Another Dream is a virtual reality immersive that pulls you into a world where two lesbian lovers have their relationship and love tested through many challenges. Two lovers are first introduced to you with their dog while sitting on a couch. As their story begins, the environment changes to match the narration of the two. The colors and visuals evoked emotions that allowed us to sympathize more with the couple telling the story.

The experience is very interactive, having intermissions where I had to use a laser pointer (almost a like a lightsaber from Star Wars, so I was geeked!) to trace positive Arabic words. Upon completion, I moved on to the next part of the story.

Another DreamThe most beautiful scene was that of the city; it’s a mix of colorful hues and sounds of the environment that are highlighted by the dark of night. I found myself floating as if I were on a magic carpet ride from Aladdin when exploring the area. It’s definitely amazing work by the VR and sound team.

During the journey, I got to a part of the story where the two lovers escape to Europe overnight because their love for each other is not accepted and one of them was set to wed in an arranged marriage. At this point, I felt the cold and dark of night, the fear of being captured by those in search of the two or just any random stranger that could harm the women on their search for refuge.

When the characters arrive in Europe, you feel the eyes of judgment and unfamiliarity of them being women of color as characters shop at the local grocery.

Eventually, they become comfortable in the fact that the only thing that matters is their love for one another. By the end of the experience, I felt happy for the two coming to the revelation that they were safe and although they are starting their lives together, they can do it happily together.

FYI: Another Dream is part of an animated transmedia series, Queer in a Time of Forced Migration. The first part of the series began with the first short Half A Life.

Who is Tamara Shogaolu?

Another Dream

Tamara Shogaolu and Dapper Dr. Feel aka Felipe Patterson. (Photo by William Baldon)

Tamara Shogaolu is a talented director/creator/artist from a multifaceted cultural background. While studying economics at Occidental College in Los Angeles, CA, she was convinced by a professor to study film after creatively using it in her economics research projects.

From there she earned her MFA from the University of Southern California’s School of Cinematic Arts and her previous work, Half-Life, is a short film that has garnered many awards.
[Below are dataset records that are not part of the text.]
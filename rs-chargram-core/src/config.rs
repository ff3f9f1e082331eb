use rand::SeedableRng;
use rand::rngs::StdRng;
use serde::{Deserialize, Serialize};

use crate::error::{ModelError, Result};
use crate::model::builder::ModelBuilder;

/// Model construction options.
///
/// Missing fields take their default value when deserialized.
#[derive(Serialize, Deserialize, Clone, Debug, PartialEq, Eq)]
#[serde(default)]
pub struct ModelConfig {
	/// Gram width in characters (>= 2). Larger values are more specific
	/// but sparser, so generation falls back more often.
	pub n: usize,

	/// Maximum number of retained grams.
	pub top_k: usize,

	/// Counting workers, 0 = one per CPU.
	pub threads: usize,
}

impl Default for ModelConfig {
	fn default() -> Self {
		Self { n: 5, top_k: 10_000, threads: 0 }
	}
}

impl ModelConfig {
	/// Checks the option ranges.
	///
	/// # Errors
	/// Returns [`ModelError::InvalidConfig`] if `n < 2` or `top_k == 0`.
	pub fn validate(&self) -> Result<()> {
		if self.n < 2 {
			return Err(ModelError::invalid_config(format!("n must be >= 2, got {}", self.n)));
		}
		if self.top_k == 0 {
			return Err(ModelError::invalid_config("top_k must be > 0"));
		}
		Ok(())
	}

	/// Creates a builder from these options.
	pub fn builder(&self) -> Result<ModelBuilder> {
		self.validate()?;
		Ok(ModelBuilder::new(self.n, self.top_k)?.with_threads(self.threads))
	}
}

/// Generation options.
#[derive(Serialize, Deserialize, Clone, Debug, PartialEq, Eq)]
#[serde(default)]
pub struct GenerationConfig {
	/// Number of characters to generate.
	pub length: usize,

	/// Seed of the random source; `None` draws one from the thread RNG.
	pub rng_seed: Option<u64>,
}

impl Default for GenerationConfig {
	fn default() -> Self {
		Self { length: 1000, rng_seed: None }
	}
}

impl GenerationConfig {
	/// Creates the random source for a generation run.
	///
	/// A fixed `rng_seed` makes the run reproducible.
	pub fn rng(&self) -> StdRng {
		match self.rng_seed {
			Some(seed) => StdRng::seed_from_u64(seed),
			None => StdRng::from_rng(&mut rand::rng()),
		}
	}
}

#[cfg(test)]
mod tests {
	use rand::Rng;

	use super::*;

	#[test]
	fn defaults() {
		let config = ModelConfig::default();
		assert_eq!((config.n, config.top_k, config.threads), (5, 10_000, 0));
		assert!(config.validate().is_ok());
		assert_eq!(GenerationConfig::default().length, 1000);
	}

	#[test]
	fn invalid_ranges_are_rejected() {
		let config = ModelConfig { n: 1, ..ModelConfig::default() };
		assert!(matches!(config.validate(), Err(ModelError::InvalidConfig { .. })));

		let config = ModelConfig { top_k: 0, ..ModelConfig::default() };
		assert!(matches!(config.builder(), Err(ModelError::InvalidConfig { .. })));
	}

	#[test]
	fn builder_carries_the_options() {
		let config = ModelConfig { n: 3, top_k: 7, threads: 2 };
		let builder = config.builder().unwrap();
		assert_eq!((builder.n(), builder.top_k()), (3, 7));
	}

	#[test]
	fn seeded_rng_is_reproducible() {
		let config = GenerationConfig { length: 10, rng_seed: Some(11) };
		let a: u64 = config.rng().random();
		let b: u64 = config.rng().random();
		assert_eq!(a, b);
	}
}
//! Character-level n-gram text generation library.
//!
//! This crate provides a fixed-order n-gram language model including:
//! - Construction of a top-K gram table from a raw corpus
//! - Normalization of gram frequencies into a probability vector
//! - Prefix-conditioned, character-by-character stochastic generation
//! - Configuration, persistence and corpus loading helpers
//!
//! Randomness is always supplied by the caller, so a seeded RNG
//! makes generation reproducible.

/// Core n-gram model, builder and generator.
pub mod model;

/// Error taxonomy shared by construction and persistence.
pub mod error;

/// Construction and generation options.
pub mod config;

/// I/O utilities (corpus loading, model persistence, build cache).
pub mod io;

pub use config::{GenerationConfig, ModelConfig};
pub use error::{ModelError, Result};
pub use model::builder::{GramCounts, ModelBuilder};
pub use model::generator::{Generator, Steps};
pub use model::language_model::{GramTable, LanguageModel};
Not only has her work has been featured all over the world in galleries and festivals, but she also is the creative director for Ado Ato Pictures.

Seeing Through It All

I didn’t know what to expect when I first put on the VR gear but I am glad I went to the experience with an open mind and with no expectation. This experience is a learning tool that may help others understand that love shouldn’t only be celebrated and hindered.

With the work that Tamara and her crew have put into this project, I am happy to say they have achieved the goal of both creativeness, experience, and informing the audience. Hopefully, Another Dream will touch enough people that it will allow people to safely and openly love whomever they want without any hindrance.